En las oscuras fortunas horteras, rodante en estas calles de Dios, en el sagrado orgullo del analfabetismo integral, fruto del trajín politiquero de estas décadas, ahí estaba el capital para hacer la labor, tardía, de gritar al exterior la fuerza de talentos en desafío a las edades altas.
La obra de Ramón Oviedo, no es de décadas, las rompe, las hace trizas con el imperio de una región de sensibilidad imaginativa, que pasma el tiempo y sus leyes inexorables.
[b]LIENZO Y PAPEL: Oviedo, la obra o la trascendencia de las décadas[/b]
Las obras pasionales, repletas de símbolos, confiadas en la revolución intensa del color, pasan por los años dejando huellas fundamentales en la rara memoria pictórica de un país, que la mayoría de las veces adolece de memoria.
Aunque espacio no sobra para hacer ese recorrido de décadas en la obra de Ramón Oviedo, justamente en 1994, al regersar al país, desde el Salon de Arte y Arquitectura, desaparecido, volví a entrar en contacto con esa obra. Antes la había dejado hacia 1970 y 1990.
En los procesos en que el artista redescubre la vida, y lo hace con una fresca y estridente alborada de rojos cuya fiesta de la vida devoran de contento, aunque en el drama, el lienzo revelaba una suerte de angustia existencial que circundaba al artista.
Aquella celebración íntima, desatada en torsos y figuras anátomicas en la busqueda de una geometría escultórica, hacian de la obra de Oviedo un canto universal a la experesión existencial del hombre…
Entre periodos, el maestro impuso colores, dejando una clave para entender cuando liberaba las angustías que le habían estremecido, por eso he preferido ilustrar este espacio, dos veces con este cuadro cuyo título, de modo discreto nos insinuaba un dilema de tránsitos, de ideas y regreso, en lo que podemos colegir y extrapolar que los tránsitos terrenales se mezclan con otros retornos: uno que va otro que viene (1974).
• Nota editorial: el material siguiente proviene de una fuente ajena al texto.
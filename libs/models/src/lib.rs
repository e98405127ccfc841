pub mod agent;
pub mod audit;
pub mod conflict;
pub mod decision;
pub mod grant;
pub mod idempotency;
pub mod run;

pub use agent::*;
pub use audit::*;
pub use conflict::*;
pub use decision::*;
pub use grant::*;
pub use idempotency::*;
pub use run::*;
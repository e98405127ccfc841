use std::time::Instant;

use akashi_server::services::validator::parse_validator_response;

use crate::adapters::BenchTarget;
use crate::result::BenchmarkResult;

/// Benchmark adapter for the LLM verdict parser, across the normalization
/// forms it has to absorb (markdown bold, brackets, truncations, legacy
/// VERDICT lines).
pub struct VerdictParsingBench;

const SAMPLES: &[&str] = &[
    "RELATIONSHIP: contradiction\nCATEGORY: factual\nSEVERITY: high\nEXPLANATION: Outcomes are mutually exclusive.",
    "**RELATIONSHIP**: **[supersession]**\nCATEGORY: [temporal]\nSEVERITY: [medium]\nEXPLANATION: B replaces A.",
    "relationship :  REFINE \nseverity: LOW",
    "VERDICT: yes\nEXPLANATION: direct disagreement",
    "RELATIONSHIP: unrelated\nCATEGORY: vibes\nSEVERITY: extreme",
];

impl BenchTarget for VerdictParsingBench {
    fn id(&self) -> String {
        "verdict_parsing".to_string()
    }

    fn run(&self) -> BenchmarkResult {
        let iterations = 10_000;
        let start = Instant::now();

        let mut parsed = 0usize;
        for i in 0..iterations {
            let sample = SAMPLES[i % SAMPLES.len()];
            if parse_validator_response(sample).is_ok() {
                parsed += 1;
            }
        }

        let duration = start.elapsed();

        BenchmarkResult::new(
            self.id(),
            serde_json::json!({
                "iterations": iterations,
                "parsed_ok": parsed,
                "total_duration_ms": duration.as_millis(),
                "throughput_ops_per_sec": iterations as f64 / duration.as_secs_f64(),
            }),
        )
    }
}

#[cfg(test)]
mod tests {
    use super::*;

    #[test]
    fn test_verdict_parsing_bench() {
        let bench = VerdictParsingBench;
        assert_eq!(bench.id(), "verdict_parsing");

        let result = bench.run();
        assert_eq!(result.target_id, "verdict_parsing");
        // Every sample line set carries a usable relationship.
        assert_eq!(result.metrics["parsed_ok"], 10_000);
    }
}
Oviedo se convierte en un Centauro, cercado en el ruedo del vivir o no vivir, su existencia pródiga da frutos artísticos, se resiste al sacrificio prematuro: composición, volumetría, figuras, esquemas casi como murales de tela, hacen temblar paredes como gran homenaje y auto defensa al irreversible asomo del dolor.
Oviedo necesita, en su obvio desafio humano a lo desconocido en el torrente de su aura vital, una urgente reafirmación sicológica en su canto vertical, hacia y con la vida, a pesar de los recios avatares.
Ilusionado sabe que la obra lo espera y los amigos también, Joaquín Basanta se lo advierte y lo celebra.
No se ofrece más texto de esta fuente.